Michael had five brothers and four sisters, all born in Amsterdam. It were Leene, who usually was known as Levie van West and who was born on 17 December 1878. He passed away in Amsterdam just before the outbroke of W.W.II, on 13 March 1940. Then there were Vogeltje, born on 26 March 1880, who was married to Abraham Witteboon; then Barend, born on 26 August 1881, Esther, born on 30 August 1883, Abraham, born on 30 October 1885; Jacob of 2 September 1889, Isaac of 21 August 1891 and the last one was Grietje van West, born on 13 July 1893. However, Grietje died young already on 2 December 1917.
On 1 December 1910, the still unmarried Michael van West left for Belgium and was registered there at the address Krijtstraat 8 in Berchem. According to the statement that Michael made to the Antwerp officials, he planned to stay there for more than six months.
After the marriage of Michael and his brother Jacob van West to Saartje and Raatje Goudsmit respectively, at the end of July 1912, the four of them left for Brussels on 6 August 1912, where they came to live at 31, Rue de L'Ascension.

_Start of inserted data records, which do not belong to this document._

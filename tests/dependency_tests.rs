//! Dependency chains: ordering, atomic creation and cycle rejection.

mod common;

use serde_json::json;
use task_queue::error::TaskQueueError;
use task_queue::models::{NewTask, PageRequest, TaskFilter};
use task_queue::state_machine::TaskStatus;
use uuid::Uuid;

fn chain_specs(len: usize) -> Vec<NewTask> {
    (0..len)
        .map(|step| NewTask::new("EMIT_DOC", json!({ "step": step })))
        .collect()
}

#[tokio::test]
async fn chained_task_waits_for_its_predecessor() {
    let queue = common::queue_with_type("EMIT_DOC", 3, 0).await;
    let chain = queue.create_chain(chain_specs(2)).await.unwrap();
    let (first, second) = (chain[0].id, chain[1].id);

    assert!(queue.dependencies().is_satisfied(first).await.unwrap());
    assert!(!queue.dependencies().is_satisfied(second).await.unwrap());

    let store = queue.store();
    let batch = store.claim_batch("worker-a", 10).await.unwrap();
    assert_eq!(batch.len(), 1);
    assert_eq!(batch[0].id, first);

    // Still blocked while the predecessor is only processing
    store.mark_processing(first).await.unwrap();
    assert!(store.claim_batch("worker-a", 10).await.unwrap().is_empty());

    store.mark_completed(first).await.unwrap();
    assert!(queue.dependencies().is_satisfied(second).await.unwrap());
    let batch = store.claim_batch("worker-a", 10).await.unwrap();
    assert_eq!(batch.len(), 1);
    assert_eq!(batch[0].id, second);
}

#[tokio::test]
async fn failed_predecessor_keeps_successor_blocked() {
    let queue = common::queue_with_type("EMIT_DOC", 1, 0).await;
    let chain = queue.create_chain(chain_specs(2)).await.unwrap();
    let store = queue.store();

    store.claim_batch("worker-a", 10).await.unwrap();
    store.mark_processing(chain[0].id).await.unwrap();
    let failed = store.mark_failed(chain[0].id, "boom").await.unwrap();
    assert!(failed.retries_exhausted());

    assert!(store.claim_batch("worker-a", 10).await.unwrap().is_empty());
    let successor = queue.find(chain[1].id).await.unwrap().unwrap();
    assert_eq!(successor.status, TaskStatus::Pending);
}

#[tokio::test]
async fn chain_with_invalid_spec_persists_nothing() {
    let queue = common::queue_with_type("EMIT_DOC", 3, 0).await;
    let mut specs = chain_specs(3);
    specs.insert(1, NewTask::new("UNKNOWN_TYPE", json!({})));

    let err = queue.create_chain(specs).await.unwrap_err();
    assert_eq!(err, TaskQueueError::InvalidTaskType("UNKNOWN_TYPE".to_string()));

    let page = queue
        .admin()
        .list_tasks(&TaskFilter::default(), PageRequest::default())
        .await
        .unwrap();
    assert_eq!(page.meta.total, 0);
    assert!(queue.store().claim_batch("worker-a", 10).await.unwrap().is_empty());
}

#[tokio::test]
async fn empty_chain_creates_nothing() {
    let queue = common::queue_with_type("EMIT_DOC", 3, 0).await;
    assert!(queue.create_chain(Vec::new()).await.unwrap().is_empty());
}

#[tokio::test]
async fn cycles_and_self_edges_are_rejected() {
    let queue = common::queue_with_type("EMIT_DOC", 3, 0).await;
    let chain = queue.create_chain(chain_specs(3)).await.unwrap();
    let graph = queue.dependencies();

    let err = graph.add_dependency(chain[0].id, chain[2].id).await.unwrap_err();
    assert_eq!(
        err,
        TaskQueueError::CycleDetected {
            task_id: chain[0].id,
            depends_on: chain[2].id,
        }
    );
    assert!(matches!(
        graph.add_dependency(chain[1].id, chain[1].id).await,
        Err(TaskQueueError::CycleDetected { .. })
    ));

    // A forward edge keeps the graph acyclic
    let edge = graph.add_dependency(chain[2].id, chain[0].id).await.unwrap();
    assert_eq!(edge.depends_on_task_id, chain[0].id);
    assert_eq!(graph.dependencies_of(chain[2].id).await.unwrap().len(), 2);
}

#[tokio::test]
async fn claimed_task_cannot_gain_prerequisites() {
    let queue = common::queue_with_type("EMIT_DOC", 3, 0).await;
    let first = queue.enqueue(NewTask::new("EMIT_DOC", json!({}))).await.unwrap();
    queue.store().claim_batch("worker-a", 1).await.unwrap();
    let second = queue.enqueue(NewTask::new("EMIT_DOC", json!({}))).await.unwrap();

    let err = queue
        .dependencies()
        .add_dependency(first.id, second.id)
        .await
        .unwrap_err();
    assert!(matches!(err, TaskQueueError::InvalidDependency(_)));

    let missing = Uuid::new_v4();
    assert_eq!(
        queue.dependencies().add_dependency(second.id, missing).await.unwrap_err(),
        TaskQueueError::TaskNotFound(missing)
    );
}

Nothing is known about the period from August 1912 to 1944 about Michael and his wife Saartje, as well about Jacob and his wife Raatje. However, it is certain that Michael van West and Saartje Goudsmit were arrested in the early spring of 1944 and transferred to the transit camp in Mechelen, Kazerne Dossin. In March of that year, by order of the Central Bureau for National Security, an instruction was issued to urgently proceed to the arrest of Jews.
Michael and Saartje were deported from Mechelen to Auschwitz on 4 April 1944 with convoy 24, which arrived there on 7 April 1944 with 625 victims in total. Of these, 270 were murdered immediately upon arrival in the gas chambers of Auschwitz-Birkenau; 355 people were registered in the camp, of which 147 were still alive when Auschwitz was liberated.

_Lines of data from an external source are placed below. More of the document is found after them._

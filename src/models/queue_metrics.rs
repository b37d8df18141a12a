//! Point-in-time task counts per status.

use serde::Serialize;

use crate::state_machine::TaskStatus;

#[derive(Debug, Clone, Copy, Default, PartialEq, Serialize)]
pub struct QueueMetrics {
    pub pending_tasks: i64,
    pub claimed_tasks: i64,
    pub processing_tasks: i64,
    pub completed_tasks: i64,
    pub failed_tasks: i64,
    pub cancelled_tasks: i64,
    pub total_tasks: i64,
    /// `failed_tasks / total_tasks`, zero for an empty queue
    pub failure_rate: f64,
}

impl QueueMetrics {
    /// Build from `(status, count)` pairs; repeated statuses accumulate
    pub fn from_counts(counts: impl IntoIterator<Item = (TaskStatus, i64)>) -> Self {
        let mut metrics = Self::default();
        for (status, count) in counts {
            let slot = match status {
                TaskStatus::Pending => &mut metrics.pending_tasks,
                TaskStatus::Claimed => &mut metrics.claimed_tasks,
                TaskStatus::Processing => &mut metrics.processing_tasks,
                TaskStatus::Completed => &mut metrics.completed_tasks,
                TaskStatus::Failed => &mut metrics.failed_tasks,
                TaskStatus::Cancelled => &mut metrics.cancelled_tasks,
            };
            *slot += count;
            metrics.total_tasks += count;
        }
        metrics.failure_rate = if metrics.total_tasks > 0 {
            metrics.failed_tasks as f64 / metrics.total_tasks as f64
        } else {
            0.0
        };
        metrics
    }

    pub fn count(&self, status: TaskStatus) -> i64 {
        match status {
            TaskStatus::Pending => self.pending_tasks,
            TaskStatus::Claimed => self.claimed_tasks,
            TaskStatus::Processing => self.processing_tasks,
            TaskStatus::Completed => self.completed_tasks,
            TaskStatus::Failed => self.failed_tasks,
            TaskStatus::Cancelled => self.cancelled_tasks,
        }
    }

    /// Tasks currently held by a worker
    pub fn in_flight_tasks(&self) -> i64 {
        TaskStatus::ALL
            .iter()
            .filter(|status| status.is_active())
            .map(|status| self.count(*status))
            .sum()
    }
}

#[cfg(test)]
mod tests {
    use super::*;

    #[test]
    fn test_empty_queue_has_zero_failure_rate() {
        let metrics = QueueMetrics::from_counts([]);
        assert_eq!(metrics.total_tasks, 0);
        assert_eq!(metrics.failure_rate, 0.0);
    }

    #[test]
    fn test_counts_and_rate() {
        let metrics = QueueMetrics::from_counts([
            (TaskStatus::Pending, 5),
            (TaskStatus::Claimed, 1),
            (TaskStatus::Processing, 2),
            (TaskStatus::Failed, 2),
        ]);
        assert_eq!(metrics.total_tasks, 10);
        assert_eq!(metrics.count(TaskStatus::Pending), 5);
        assert_eq!(metrics.in_flight_tasks(), 3);
        assert!((metrics.failure_rate - 0.2).abs() < f64::EPSILON);
    }
}
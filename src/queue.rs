//! # Task Queue
//!
//! Entry point wiring the store, the registries and the dependency graph
//! together. Producers enqueue through it, workers are built from it, and the
//! admin surface reads through it. Everything is passed explicitly; there is
//! no process-wide singleton.
//!
//! ```rust,no_run
//! use futures::FutureExt;
//! use serde_json::json;
//! use task_queue::config::WorkerConfig;
//! use task_queue::models::NewTask;
//! use task_queue::queue::TaskQueue;
//!
//! # async fn example() -> task_queue::error::Result<()> {
//! let queue = TaskQueue::in_memory(Default::default());
//! queue.task_types().register("EMIT_DOC", 3, 60).await?;
//! queue.processors().register_fn("EMIT_DOC", |task| {
//!     async move {
//!         println!("emitting document {}", task.payload["id"]);
//!         Ok(())
//!     }
//!     .boxed()
//! });
//!
//! queue.enqueue(NewTask::new("EMIT_DOC", json!({ "id": 42 }))).await?;
//! let outcome = queue.worker(WorkerConfig::default()).run_once().await?;
//! assert_eq!(outcome.completed, 1);
//! # Ok(())
//! # }
//! ```

use sqlx::PgPool;
use std::sync::Arc;
use tokio::sync::Notify;
use tokio::task::JoinHandle;
use tracing::{info, instrument};
use uuid::Uuid;

use crate::admin::TaskAdmin;
use crate::backoff::BackoffPolicy;
use crate::config::{MonitorConfig, TaskQueueConfig, WorkerConfig};
use crate::database::DatabaseConnection;
use crate::dependency::DependencyGraph;
use crate::error::Result;
use crate::logging::log_task_operation;
use crate::models::{NewTask, Task};
use crate::monitor::QueueMonitor;
use crate::registry::{ProcessorRegistry, TaskTypeRegistry};
use crate::store::{spawn_enqueue_listener, InMemoryTaskStore, PgTaskStore, TaskStore};
use crate::worker::{TaskWorker, WorkerHandle};

#[derive(Clone)]
pub struct TaskQueue {
    store: Arc<dyn TaskStore>,
    task_types: TaskTypeRegistry,
    processors: ProcessorRegistry,
    dependencies: DependencyGraph,
    wake: Arc<Notify>,
    pool: Option<PgPool>,
}

impl TaskQueue {
    pub fn new(store: Arc<dyn TaskStore>) -> Self {
        Self {
            task_types: TaskTypeRegistry::new(store.clone()),
            processors: ProcessorRegistry::new(),
            dependencies: DependencyGraph::new(store.clone()),
            wake: Arc::new(Notify::new()),
            pool: None,
            store,
        }
    }

    /// Queue backed by [`InMemoryTaskStore`]
    pub fn in_memory(backoff: BackoffPolicy) -> Self {
        Self::new(Arc::new(InMemoryTaskStore::new(backoff)))
    }

    /// Queue backed by an existing PostgreSQL pool
    pub fn postgres(pool: PgPool, backoff: BackoffPolicy) -> Self {
        let mut queue = Self::new(Arc::new(PgTaskStore::new(pool.clone(), backoff)));
        queue.pool = Some(pool);
        queue
    }

    /// Connect to PostgreSQL, apply migrations when enabled and seed the
    /// configured task types
    #[instrument(skip(config))]
    pub async fn connect(config: &TaskQueueConfig) -> Result<Self> {
        config.validate()?;
        let connection = DatabaseConnection::connect(&config.database).await?;
        let queue = Self::postgres(connection.pool().clone(), config.backoff.policy());

        if !config.task_types.is_empty() {
            queue.task_types.seed(&config.task_types).await?;
        }
        queue.task_types.load().await?;

        info!(
            task_types = queue.task_types.cached_names().len(),
            "Task queue connected"
        );
        Ok(queue)
    }

    pub fn store(&self) -> &Arc<dyn TaskStore> {
        &self.store
    }

    pub fn task_types(&self) -> &TaskTypeRegistry {
        &self.task_types
    }

    pub fn processors(&self) -> &ProcessorRegistry {
        &self.processors
    }

    pub fn dependencies(&self) -> &DependencyGraph {
        &self.dependencies
    }

    pub fn pool(&self) -> Option<&PgPool> {
        self.pool.as_ref()
    }

    /// Enqueue a task for asynchronous processing.
    ///
    /// Returns as soon as the task is persisted; processing outcomes are
    /// observed by polling the task status.
    pub async fn enqueue(&self, new_task: NewTask) -> Result<Task> {
        let task = self.store.enqueue(new_task).await?;
        log_task_operation("enqueue", task.id, &task.task_type, task.status.as_str(), None);
        self.wake.notify_one();
        Ok(task)
    }

    /// Create a dependency chain, each task waiting for the previous one
    pub async fn create_chain(&self, specs: Vec<NewTask>) -> Result<Vec<Task>> {
        let tasks = self.dependencies.create_chain(specs).await?;
        if !tasks.is_empty() {
            self.wake.notify_one();
        }
        Ok(tasks)
    }

    pub async fn cancel(&self, task_id: Uuid) -> Result<Task> {
        let task = self.store.cancel(task_id).await?;
        log_task_operation("cancel", task.id, &task.task_type, task.status.as_str(), None);
        Ok(task)
    }

    pub async fn find(&self, task_id: Uuid) -> Result<Option<Task>> {
        self.store.find(task_id).await
    }

    pub fn worker(&self, config: WorkerConfig) -> TaskWorker {
        TaskWorker::new(
            self.store.clone(),
            self.processors.clone(),
            config,
            self.wake.clone(),
        )
    }

    /// Start a worker loop on its own tokio task.
    ///
    /// With `listen_for_notifications` set and a database behind the queue,
    /// enqueues from other processes wake the loop as well.
    pub async fn start_worker(&self, config: WorkerConfig) -> Result<WorkerHandle> {
        let listener = if config.listen_for_notifications {
            self.listen_for_enqueues().await?
        } else {
            None
        };
        Ok(self.worker(config).start().with_listener(listener))
    }

    pub fn admin(&self) -> TaskAdmin {
        TaskAdmin::new(self.clone())
    }

    pub fn monitor(&self, config: MonitorConfig) -> QueueMonitor {
        QueueMonitor::new(self.store.clone(), config)
    }

    /// Forward cross-process enqueue notifications to local workers.
    ///
    /// Returns `None` for stores without a database connection.
    pub async fn listen_for_enqueues(&self) -> Result<Option<JoinHandle<()>>> {
        match &self.pool {
            Some(pool) => Ok(Some(spawn_enqueue_listener(pool, self.wake.clone()).await?)),
            None => Ok(None),
        }
    }
}
//! # Registries
//!
//! - [`TaskTypeRegistry`]: retry policy per task type, persisted and cached
//! - [`ProcessorRegistry`]: handler dispatch by task type, in process
//!
//! ```text
//! Registry Infrastructure
//! ├── TaskTypeRegistry   (max_attempts, retry_backoff_seconds)
//! └── ProcessorRegistry  (task_type -> Arc<dyn TaskProcessor>)
//! ```

pub mod processor_registry;
pub mod task_type_registry;

pub use processor_registry::{FnProcessor, ProcessorRegistry, TaskProcessor};
pub use task_type_registry::TaskTypeRegistry;
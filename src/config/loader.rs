//! Configuration Loader
//!
//! Environment-aware configuration loading: a base YAML file, an optional
//! per-environment overlay, then process environment overrides.

use super::error::{ConfigResult, ConfigurationError};
use super::TaskQueueConfig;
use config::{Config, Environment, File};
use std::env;
use std::path::{Path, PathBuf};
use std::sync::Arc;
use tracing::{debug, info};

const BASE_FILE_STEM: &str = "task-queue";
const ENV_PREFIX: &str = "TASK_QUEUE";

pub struct ConfigManager {
    config: TaskQueueConfig,
    environment: String,
    config_directory: PathBuf,
}

impl ConfigManager {
    /// Load configuration with environment auto-detection
    pub fn load() -> ConfigResult<Arc<ConfigManager>> {
        Self::load_from_directory(None)
    }

    /// Load configuration from a specific directory
    pub fn load_from_directory(config_dir: Option<PathBuf>) -> ConfigResult<Arc<ConfigManager>> {
        let environment = Self::detect_environment();
        Self::load_from_directory_with_env(config_dir, &environment)
    }

    /// Load configuration from a specific directory with explicit environment
    pub fn load_from_directory_with_env(
        config_dir: Option<PathBuf>,
        environment: &str,
    ) -> ConfigResult<Arc<ConfigManager>> {
        let config_directory = config_dir.unwrap_or_else(Self::default_config_directory);
        let config = Self::build(&config_directory, environment, true)?;

        info!(
            environment = environment,
            config_directory = %config_directory.display(),
            task_types = config.task_types.len(),
            batch_size = config.worker.batch_size,
            "Configuration loaded successfully"
        );

        Ok(Arc::new(ConfigManager {
            config,
            environment: environment.to_string(),
            config_directory,
        }))
    }

    /// Wrap an already-built configuration (embedding and tests)
    pub fn from_config(config: TaskQueueConfig, environment: &str) -> ConfigResult<Self> {
        config.validate()?;
        Ok(Self {
            config,
            environment: environment.to_string(),
            config_directory: Self::default_config_directory(),
        })
    }

    pub fn config(&self) -> &TaskQueueConfig {
        &self.config
    }

    pub fn environment(&self) -> &str {
        &self.environment
    }

    pub fn config_directory(&self) -> &Path {
        &self.config_directory
    }

    /// Configuration rendered for display with the database password masked
    pub fn sanitized(&self) -> serde_json::Value {
        let mut value = serde_json::to_value(&self.config).unwrap_or(serde_json::Value::Null);
        if let Some(url) = value.pointer_mut("/database/url") {
            if let Some(raw) = url.as_str() {
                *url = serde_json::Value::String(mask_password(raw));
            }
        }
        value
    }

    /// Get current environment from environment variables
    pub fn detect_environment() -> String {
        env::var("TASK_QUEUE_ENV")
            .or_else(|_| env::var("APP_ENV"))
            .unwrap_or_else(|_| "development".to_string())
    }

    fn default_config_directory() -> PathBuf {
        env::var("TASK_QUEUE_CONFIG_DIR")
            .map(PathBuf::from)
            .unwrap_or_else(|_| PathBuf::from("config"))
    }

    fn build(
        config_directory: &Path,
        environment: &str,
        include_process_env: bool,
    ) -> ConfigResult<TaskQueueConfig> {
        let base_path = config_directory.join(format!("{BASE_FILE_STEM}.yaml"));
        if !base_path.is_file() {
            return Err(ConfigurationError::ConfigFileNotFound { path: base_path });
        }
        let overlay_path = config_directory.join(format!("{BASE_FILE_STEM}.{environment}.yaml"));

        debug!(
            base = %base_path.display(),
            overlay = %overlay_path.display(),
            overlay_present = overlay_path.is_file(),
            "Loading configuration sources"
        );

        let mut builder = Config::builder()
            .add_source(File::from(base_path))
            .add_source(File::from(overlay_path).required(false));

        if include_process_env {
            builder = builder
                .add_source(
                    Environment::with_prefix(ENV_PREFIX)
                        .separator("__")
                        .try_parsing(true),
                )
                .set_override_option("database.url", env::var("DATABASE_URL").ok())?;
        }

        let config: TaskQueueConfig = builder.build()?.try_deserialize()?;
        config.validate()?;
        Ok(config)
    }
}

fn mask_password(url: &str) -> String {
    match (url.find("://"), url.rfind('@')) {
        (Some(scheme_end), Some(at)) if at > scheme_end => {
            let credentials = &url[scheme_end + 3..at];
            match credentials.find(':') {
                Some(colon) => format!(
                    "{}{}:***{}",
                    &url[..scheme_end + 3],
                    &credentials[..colon],
                    &url[at..]
                ),
                None => url.to_string(),
            }
        }
        _ => url.to_string(),
    }
}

It is not known whether Michael and Saartje belonged to the group of 290 victims, or to the group of 355 people who were registered. However, it is clear that they did not belong to the 147 people who were able to experience the liberation, but were murdered in Auschwitz after 7 April 1944 or died due to exhaustion, abuse or diseases.
Sources include the City Archive of Amsterdam, family registration cards of Salomon van West (1856), closed family registration cards re Levie Goudsmit (1847); Felix Archive, Dossier of Foreigners of the City of Antwerp, nr. 137345 – image 479 and 480; website Give them a Face – portait collection and the Memorial of the deportation of the Belgian Jews, the 24th convoy pages 34 and 35.